Records for processing:
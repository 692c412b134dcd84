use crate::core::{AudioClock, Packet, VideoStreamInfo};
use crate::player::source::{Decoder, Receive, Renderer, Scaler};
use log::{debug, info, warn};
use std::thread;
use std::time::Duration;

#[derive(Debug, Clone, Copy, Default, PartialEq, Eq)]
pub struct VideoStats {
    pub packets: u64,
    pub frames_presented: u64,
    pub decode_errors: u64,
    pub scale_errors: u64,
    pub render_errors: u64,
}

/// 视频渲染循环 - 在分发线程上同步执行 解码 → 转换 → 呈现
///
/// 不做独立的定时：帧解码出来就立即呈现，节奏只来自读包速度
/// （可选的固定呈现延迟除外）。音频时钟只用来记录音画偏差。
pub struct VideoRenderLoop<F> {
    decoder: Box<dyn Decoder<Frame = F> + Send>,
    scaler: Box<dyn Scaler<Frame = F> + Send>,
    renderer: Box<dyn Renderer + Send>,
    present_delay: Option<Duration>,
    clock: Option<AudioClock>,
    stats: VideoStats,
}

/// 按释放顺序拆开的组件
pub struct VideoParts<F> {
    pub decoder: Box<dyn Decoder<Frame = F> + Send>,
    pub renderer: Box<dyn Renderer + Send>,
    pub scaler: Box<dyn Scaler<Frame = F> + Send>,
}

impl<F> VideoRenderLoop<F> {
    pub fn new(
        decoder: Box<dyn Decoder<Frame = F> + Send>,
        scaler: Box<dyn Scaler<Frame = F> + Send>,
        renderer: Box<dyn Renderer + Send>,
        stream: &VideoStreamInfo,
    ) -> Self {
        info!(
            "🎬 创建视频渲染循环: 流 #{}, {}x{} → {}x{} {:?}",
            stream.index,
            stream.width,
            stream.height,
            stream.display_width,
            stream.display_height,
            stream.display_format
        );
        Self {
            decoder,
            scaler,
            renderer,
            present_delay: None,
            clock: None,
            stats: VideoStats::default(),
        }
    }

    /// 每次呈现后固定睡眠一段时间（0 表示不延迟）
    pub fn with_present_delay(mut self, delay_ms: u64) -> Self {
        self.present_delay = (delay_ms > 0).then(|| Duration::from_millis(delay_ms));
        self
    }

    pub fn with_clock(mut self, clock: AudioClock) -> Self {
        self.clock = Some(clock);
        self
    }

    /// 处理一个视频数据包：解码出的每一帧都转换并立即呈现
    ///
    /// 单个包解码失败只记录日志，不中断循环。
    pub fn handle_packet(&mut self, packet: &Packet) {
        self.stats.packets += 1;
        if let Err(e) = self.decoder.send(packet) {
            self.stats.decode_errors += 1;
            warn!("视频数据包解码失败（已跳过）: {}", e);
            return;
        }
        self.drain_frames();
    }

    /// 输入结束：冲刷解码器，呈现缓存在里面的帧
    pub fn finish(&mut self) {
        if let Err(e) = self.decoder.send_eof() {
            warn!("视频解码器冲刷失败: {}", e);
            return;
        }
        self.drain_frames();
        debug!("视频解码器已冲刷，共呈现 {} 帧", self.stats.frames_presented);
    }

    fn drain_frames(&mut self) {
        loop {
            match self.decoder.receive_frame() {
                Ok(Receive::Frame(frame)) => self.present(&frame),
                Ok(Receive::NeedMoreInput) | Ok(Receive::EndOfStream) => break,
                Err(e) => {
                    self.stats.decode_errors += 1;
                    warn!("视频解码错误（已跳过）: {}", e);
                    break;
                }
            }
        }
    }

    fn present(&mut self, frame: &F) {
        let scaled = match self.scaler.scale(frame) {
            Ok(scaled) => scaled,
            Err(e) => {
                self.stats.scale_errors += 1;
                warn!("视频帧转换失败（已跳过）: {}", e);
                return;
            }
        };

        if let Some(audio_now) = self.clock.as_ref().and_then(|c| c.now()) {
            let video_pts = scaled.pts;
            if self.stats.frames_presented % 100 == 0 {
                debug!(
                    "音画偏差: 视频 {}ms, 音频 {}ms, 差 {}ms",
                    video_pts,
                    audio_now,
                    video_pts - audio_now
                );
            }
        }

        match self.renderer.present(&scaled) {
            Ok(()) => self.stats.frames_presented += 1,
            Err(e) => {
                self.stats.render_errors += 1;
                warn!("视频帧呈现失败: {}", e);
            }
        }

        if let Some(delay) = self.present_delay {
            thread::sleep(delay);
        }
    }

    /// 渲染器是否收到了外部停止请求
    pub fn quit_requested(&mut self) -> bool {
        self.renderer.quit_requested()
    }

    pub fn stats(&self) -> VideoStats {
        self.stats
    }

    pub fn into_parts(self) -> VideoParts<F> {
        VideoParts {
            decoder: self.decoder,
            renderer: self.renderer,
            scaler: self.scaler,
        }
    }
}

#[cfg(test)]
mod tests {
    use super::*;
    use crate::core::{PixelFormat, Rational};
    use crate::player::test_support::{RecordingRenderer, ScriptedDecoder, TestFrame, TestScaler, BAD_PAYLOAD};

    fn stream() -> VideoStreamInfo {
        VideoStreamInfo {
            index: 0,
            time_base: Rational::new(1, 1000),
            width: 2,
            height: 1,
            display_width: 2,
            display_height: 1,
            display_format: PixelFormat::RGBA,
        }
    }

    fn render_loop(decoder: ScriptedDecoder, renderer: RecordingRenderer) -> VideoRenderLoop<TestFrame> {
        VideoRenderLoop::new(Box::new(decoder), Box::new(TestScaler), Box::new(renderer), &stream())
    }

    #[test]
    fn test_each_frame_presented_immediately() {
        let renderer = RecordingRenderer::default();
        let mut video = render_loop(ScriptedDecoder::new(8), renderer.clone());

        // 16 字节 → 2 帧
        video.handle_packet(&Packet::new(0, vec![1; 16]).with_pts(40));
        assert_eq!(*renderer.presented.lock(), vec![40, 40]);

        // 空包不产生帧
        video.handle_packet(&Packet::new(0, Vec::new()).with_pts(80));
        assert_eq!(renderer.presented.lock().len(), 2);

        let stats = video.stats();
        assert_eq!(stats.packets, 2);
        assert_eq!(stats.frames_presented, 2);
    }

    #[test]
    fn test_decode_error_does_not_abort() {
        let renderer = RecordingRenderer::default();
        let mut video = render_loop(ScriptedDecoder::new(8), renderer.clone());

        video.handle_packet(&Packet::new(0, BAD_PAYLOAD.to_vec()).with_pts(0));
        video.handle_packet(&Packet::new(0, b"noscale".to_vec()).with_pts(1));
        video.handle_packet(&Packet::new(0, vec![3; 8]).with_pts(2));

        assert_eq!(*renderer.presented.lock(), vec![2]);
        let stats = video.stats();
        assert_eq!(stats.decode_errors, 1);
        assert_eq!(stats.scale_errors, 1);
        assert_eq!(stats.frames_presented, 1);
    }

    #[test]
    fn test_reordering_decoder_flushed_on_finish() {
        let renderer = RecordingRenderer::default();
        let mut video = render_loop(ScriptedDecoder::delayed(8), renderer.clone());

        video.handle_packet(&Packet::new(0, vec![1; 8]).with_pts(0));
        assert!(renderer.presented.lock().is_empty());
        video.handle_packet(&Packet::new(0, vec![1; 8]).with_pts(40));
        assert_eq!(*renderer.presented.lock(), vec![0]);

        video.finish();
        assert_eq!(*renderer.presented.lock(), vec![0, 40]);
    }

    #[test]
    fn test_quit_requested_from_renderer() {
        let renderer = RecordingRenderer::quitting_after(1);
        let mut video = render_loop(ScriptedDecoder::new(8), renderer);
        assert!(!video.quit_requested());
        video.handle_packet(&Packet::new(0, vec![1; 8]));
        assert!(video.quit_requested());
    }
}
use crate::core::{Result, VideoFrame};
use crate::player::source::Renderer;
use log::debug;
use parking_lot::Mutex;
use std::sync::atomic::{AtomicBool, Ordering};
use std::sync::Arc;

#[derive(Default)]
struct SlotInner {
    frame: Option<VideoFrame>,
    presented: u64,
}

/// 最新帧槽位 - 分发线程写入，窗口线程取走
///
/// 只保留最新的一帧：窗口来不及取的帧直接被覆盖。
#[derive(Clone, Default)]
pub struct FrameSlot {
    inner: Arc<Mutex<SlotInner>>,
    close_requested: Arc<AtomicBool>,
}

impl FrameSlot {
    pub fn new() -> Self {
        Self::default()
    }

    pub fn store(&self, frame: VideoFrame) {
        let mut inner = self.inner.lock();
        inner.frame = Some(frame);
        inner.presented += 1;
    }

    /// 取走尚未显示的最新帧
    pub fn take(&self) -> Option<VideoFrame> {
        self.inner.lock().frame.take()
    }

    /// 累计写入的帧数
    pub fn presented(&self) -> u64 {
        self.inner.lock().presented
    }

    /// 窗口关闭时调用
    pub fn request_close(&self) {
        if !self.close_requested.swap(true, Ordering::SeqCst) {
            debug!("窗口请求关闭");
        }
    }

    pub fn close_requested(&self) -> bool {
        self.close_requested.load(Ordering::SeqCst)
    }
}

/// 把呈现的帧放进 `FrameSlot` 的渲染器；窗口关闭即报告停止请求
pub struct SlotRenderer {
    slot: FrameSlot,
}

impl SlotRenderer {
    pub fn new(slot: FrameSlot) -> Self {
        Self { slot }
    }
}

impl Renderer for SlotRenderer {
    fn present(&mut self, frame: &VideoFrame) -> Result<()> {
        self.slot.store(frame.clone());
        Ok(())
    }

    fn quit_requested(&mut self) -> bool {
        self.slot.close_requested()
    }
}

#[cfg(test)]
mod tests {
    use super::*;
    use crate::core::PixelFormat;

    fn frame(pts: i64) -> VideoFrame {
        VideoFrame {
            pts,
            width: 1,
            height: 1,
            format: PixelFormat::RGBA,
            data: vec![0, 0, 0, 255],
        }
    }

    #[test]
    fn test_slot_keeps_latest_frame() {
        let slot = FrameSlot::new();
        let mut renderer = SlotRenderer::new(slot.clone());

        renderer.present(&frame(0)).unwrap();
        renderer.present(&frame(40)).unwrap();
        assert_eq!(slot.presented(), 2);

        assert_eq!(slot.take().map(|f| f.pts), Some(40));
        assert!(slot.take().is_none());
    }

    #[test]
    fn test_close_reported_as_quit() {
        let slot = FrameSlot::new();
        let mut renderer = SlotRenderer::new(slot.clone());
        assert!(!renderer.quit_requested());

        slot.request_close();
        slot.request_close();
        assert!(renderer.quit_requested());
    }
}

What to work on: Above this task is a listing. Restate, word for word and with nothing added, the lines from the one with "pub struct FrameSlot" through the one with "impl Renderer for".

Task answer:
pub struct FrameSlot {
    inner: Arc<Mutex<SlotInner>>,
    close_requested: Arc<AtomicBool>,
}

impl FrameSlot {
    pub fn new() -> Self {
        Self::default()
    }

    pub fn store(&self, frame: VideoFrame) {
        let mut inner = self.inner.lock();
        inner.frame = Some(frame);
        inner.presented += 1;
    }

    /// 取走尚未显示的最新帧
    pub fn take(&self) -> Option<VideoFrame> {
        self.inner.lock().frame.take()
    }

    /// 累计写入的帧数
    pub fn presented(&self) -> u64 {
        self.inner.lock().presented
    }

    /// 窗口关闭时调用
    pub fn request_close(&self) {
        if !self.close_requested.swap(true, Ordering::SeqCst) {
            debug!("窗口请求关闭");
        }
    }

    pub fn close_requested(&self) -> bool {
        self.close_requested.load(Ordering::SeqCst)
    }
}

/// 把呈现的帧放进 `FrameSlot` 的渲染器；窗口关闭即报告停止请求
pub struct SlotRenderer {
    slot: FrameSlot,
}

impl SlotRenderer {
    pub fn new(slot: FrameSlot) -> Self {
        Self { slot }
    }
}

impl Renderer for SlotRenderer {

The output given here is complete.